### GIVEN RECORDS
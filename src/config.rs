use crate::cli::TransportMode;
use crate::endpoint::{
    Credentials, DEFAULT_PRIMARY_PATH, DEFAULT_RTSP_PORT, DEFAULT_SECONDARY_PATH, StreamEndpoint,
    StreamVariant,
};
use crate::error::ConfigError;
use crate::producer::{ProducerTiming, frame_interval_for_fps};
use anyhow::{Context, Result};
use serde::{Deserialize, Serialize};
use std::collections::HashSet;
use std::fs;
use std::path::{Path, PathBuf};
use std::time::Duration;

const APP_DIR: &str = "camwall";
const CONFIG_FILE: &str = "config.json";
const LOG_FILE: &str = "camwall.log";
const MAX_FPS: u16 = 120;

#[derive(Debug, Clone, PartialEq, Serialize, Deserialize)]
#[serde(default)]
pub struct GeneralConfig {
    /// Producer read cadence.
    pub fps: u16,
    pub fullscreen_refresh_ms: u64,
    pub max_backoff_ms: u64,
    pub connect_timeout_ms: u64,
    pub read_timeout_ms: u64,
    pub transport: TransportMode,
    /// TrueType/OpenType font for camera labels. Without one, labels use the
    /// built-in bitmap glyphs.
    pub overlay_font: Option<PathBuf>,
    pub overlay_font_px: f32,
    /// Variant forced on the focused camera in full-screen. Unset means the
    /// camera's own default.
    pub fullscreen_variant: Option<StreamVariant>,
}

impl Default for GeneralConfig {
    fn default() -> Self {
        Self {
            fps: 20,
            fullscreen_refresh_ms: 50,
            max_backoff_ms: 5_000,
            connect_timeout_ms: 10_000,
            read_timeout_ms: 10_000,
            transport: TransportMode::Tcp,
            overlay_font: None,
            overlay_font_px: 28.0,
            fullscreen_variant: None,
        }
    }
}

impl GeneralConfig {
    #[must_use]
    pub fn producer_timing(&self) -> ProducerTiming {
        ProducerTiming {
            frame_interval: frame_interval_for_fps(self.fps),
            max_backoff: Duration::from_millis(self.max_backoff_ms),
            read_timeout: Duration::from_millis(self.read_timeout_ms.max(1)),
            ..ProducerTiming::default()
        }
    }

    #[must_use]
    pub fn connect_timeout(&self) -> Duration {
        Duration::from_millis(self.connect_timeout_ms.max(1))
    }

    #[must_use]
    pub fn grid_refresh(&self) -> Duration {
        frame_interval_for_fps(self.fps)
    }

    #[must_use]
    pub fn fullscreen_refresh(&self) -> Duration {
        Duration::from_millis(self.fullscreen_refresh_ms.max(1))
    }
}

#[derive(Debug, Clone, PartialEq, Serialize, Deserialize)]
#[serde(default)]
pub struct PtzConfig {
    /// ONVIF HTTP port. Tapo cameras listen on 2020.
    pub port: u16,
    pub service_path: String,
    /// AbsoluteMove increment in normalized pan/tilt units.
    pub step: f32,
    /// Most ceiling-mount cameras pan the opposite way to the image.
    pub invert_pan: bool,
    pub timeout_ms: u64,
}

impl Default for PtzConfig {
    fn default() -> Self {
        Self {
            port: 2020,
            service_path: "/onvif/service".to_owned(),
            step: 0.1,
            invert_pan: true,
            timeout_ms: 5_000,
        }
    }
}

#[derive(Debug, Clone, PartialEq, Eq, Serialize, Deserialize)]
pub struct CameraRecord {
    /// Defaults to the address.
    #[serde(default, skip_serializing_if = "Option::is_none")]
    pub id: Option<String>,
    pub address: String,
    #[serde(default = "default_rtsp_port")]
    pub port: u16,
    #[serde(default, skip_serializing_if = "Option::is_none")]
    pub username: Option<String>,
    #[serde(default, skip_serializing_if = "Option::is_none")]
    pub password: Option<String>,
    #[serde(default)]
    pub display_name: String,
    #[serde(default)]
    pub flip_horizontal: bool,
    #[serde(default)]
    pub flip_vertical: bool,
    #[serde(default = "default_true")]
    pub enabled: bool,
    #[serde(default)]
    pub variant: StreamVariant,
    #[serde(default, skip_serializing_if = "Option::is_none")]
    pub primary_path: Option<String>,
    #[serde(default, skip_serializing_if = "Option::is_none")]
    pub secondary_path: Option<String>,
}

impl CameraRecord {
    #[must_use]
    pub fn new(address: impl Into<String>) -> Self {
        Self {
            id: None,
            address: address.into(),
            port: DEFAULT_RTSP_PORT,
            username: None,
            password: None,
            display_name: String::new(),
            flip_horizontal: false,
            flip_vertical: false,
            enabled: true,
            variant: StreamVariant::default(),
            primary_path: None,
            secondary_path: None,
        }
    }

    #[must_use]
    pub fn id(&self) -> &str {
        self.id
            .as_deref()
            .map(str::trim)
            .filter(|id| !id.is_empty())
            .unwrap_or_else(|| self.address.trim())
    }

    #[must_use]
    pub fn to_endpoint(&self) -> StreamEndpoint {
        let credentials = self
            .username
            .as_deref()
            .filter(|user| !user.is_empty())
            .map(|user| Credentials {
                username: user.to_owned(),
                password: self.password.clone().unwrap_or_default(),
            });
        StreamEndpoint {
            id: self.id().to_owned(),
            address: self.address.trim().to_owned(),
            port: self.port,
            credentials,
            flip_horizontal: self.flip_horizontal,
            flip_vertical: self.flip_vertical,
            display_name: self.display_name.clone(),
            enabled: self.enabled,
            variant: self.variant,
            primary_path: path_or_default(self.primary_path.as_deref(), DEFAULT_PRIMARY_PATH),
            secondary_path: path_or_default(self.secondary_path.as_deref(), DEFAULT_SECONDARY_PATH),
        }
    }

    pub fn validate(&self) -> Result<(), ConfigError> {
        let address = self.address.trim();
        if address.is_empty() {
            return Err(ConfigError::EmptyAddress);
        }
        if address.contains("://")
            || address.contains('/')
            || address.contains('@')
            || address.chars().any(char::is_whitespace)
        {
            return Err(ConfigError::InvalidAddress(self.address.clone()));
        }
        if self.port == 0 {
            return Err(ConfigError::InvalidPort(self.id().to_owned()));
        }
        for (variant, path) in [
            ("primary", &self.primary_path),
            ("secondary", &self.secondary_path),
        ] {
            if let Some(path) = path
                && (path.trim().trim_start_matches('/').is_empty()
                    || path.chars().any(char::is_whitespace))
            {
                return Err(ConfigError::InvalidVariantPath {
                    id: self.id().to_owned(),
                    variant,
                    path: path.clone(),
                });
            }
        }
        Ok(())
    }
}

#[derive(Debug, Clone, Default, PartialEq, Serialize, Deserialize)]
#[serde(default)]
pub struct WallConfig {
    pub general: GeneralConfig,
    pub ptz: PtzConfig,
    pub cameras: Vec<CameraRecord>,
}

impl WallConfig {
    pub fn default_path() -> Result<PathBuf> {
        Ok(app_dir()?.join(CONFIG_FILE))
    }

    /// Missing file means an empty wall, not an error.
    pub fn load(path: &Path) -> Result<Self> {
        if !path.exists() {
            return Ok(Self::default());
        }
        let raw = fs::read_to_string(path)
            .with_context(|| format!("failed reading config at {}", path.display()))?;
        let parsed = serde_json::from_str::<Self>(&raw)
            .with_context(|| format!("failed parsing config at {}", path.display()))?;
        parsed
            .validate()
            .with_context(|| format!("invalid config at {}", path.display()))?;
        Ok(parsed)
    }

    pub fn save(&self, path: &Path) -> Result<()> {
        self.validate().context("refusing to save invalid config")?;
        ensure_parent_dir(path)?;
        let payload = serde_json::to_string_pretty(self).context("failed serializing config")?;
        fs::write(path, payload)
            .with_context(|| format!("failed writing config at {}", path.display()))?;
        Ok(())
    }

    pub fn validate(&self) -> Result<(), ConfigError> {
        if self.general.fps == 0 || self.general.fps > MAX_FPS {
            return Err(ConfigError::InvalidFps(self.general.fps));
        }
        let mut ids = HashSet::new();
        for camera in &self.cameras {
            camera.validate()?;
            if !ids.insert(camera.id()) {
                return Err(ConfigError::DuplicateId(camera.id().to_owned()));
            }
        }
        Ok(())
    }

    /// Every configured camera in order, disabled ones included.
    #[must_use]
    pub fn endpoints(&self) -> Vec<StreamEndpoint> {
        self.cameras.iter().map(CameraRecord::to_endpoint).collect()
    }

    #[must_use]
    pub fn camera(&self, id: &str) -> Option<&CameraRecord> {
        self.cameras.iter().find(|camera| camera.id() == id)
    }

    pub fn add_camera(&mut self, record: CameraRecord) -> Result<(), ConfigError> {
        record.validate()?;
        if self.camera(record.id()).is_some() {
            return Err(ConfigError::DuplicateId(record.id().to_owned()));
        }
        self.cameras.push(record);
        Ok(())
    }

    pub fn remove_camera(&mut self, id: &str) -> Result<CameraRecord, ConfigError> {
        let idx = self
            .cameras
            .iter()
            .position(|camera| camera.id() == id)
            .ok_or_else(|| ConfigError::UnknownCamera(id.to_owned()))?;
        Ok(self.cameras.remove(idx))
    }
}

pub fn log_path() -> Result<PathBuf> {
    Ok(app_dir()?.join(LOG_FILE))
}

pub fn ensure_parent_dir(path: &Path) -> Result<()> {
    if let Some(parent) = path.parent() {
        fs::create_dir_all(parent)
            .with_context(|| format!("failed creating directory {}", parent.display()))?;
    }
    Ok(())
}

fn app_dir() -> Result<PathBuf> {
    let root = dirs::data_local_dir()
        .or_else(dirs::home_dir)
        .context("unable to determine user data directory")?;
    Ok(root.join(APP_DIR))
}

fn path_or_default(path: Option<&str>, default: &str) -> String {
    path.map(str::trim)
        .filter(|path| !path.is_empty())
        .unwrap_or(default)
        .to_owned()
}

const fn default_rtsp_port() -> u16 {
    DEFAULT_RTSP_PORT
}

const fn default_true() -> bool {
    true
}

### WHAT TO PRODUCE
Going through the entries above, show each line that contains "format".

### WRITTEN REPLY
            .with_context(|| format!("failed reading config at {}", path.display()))?;
            .with_context(|| format!("failed parsing config at {}", path.display()))?;
            .with_context(|| format!("invalid config at {}", path.display()))?;
            .with_context(|| format!("failed writing config at {}", path.display()))?;
            .with_context(|| format!("failed creating directory {}", parent.display()))?;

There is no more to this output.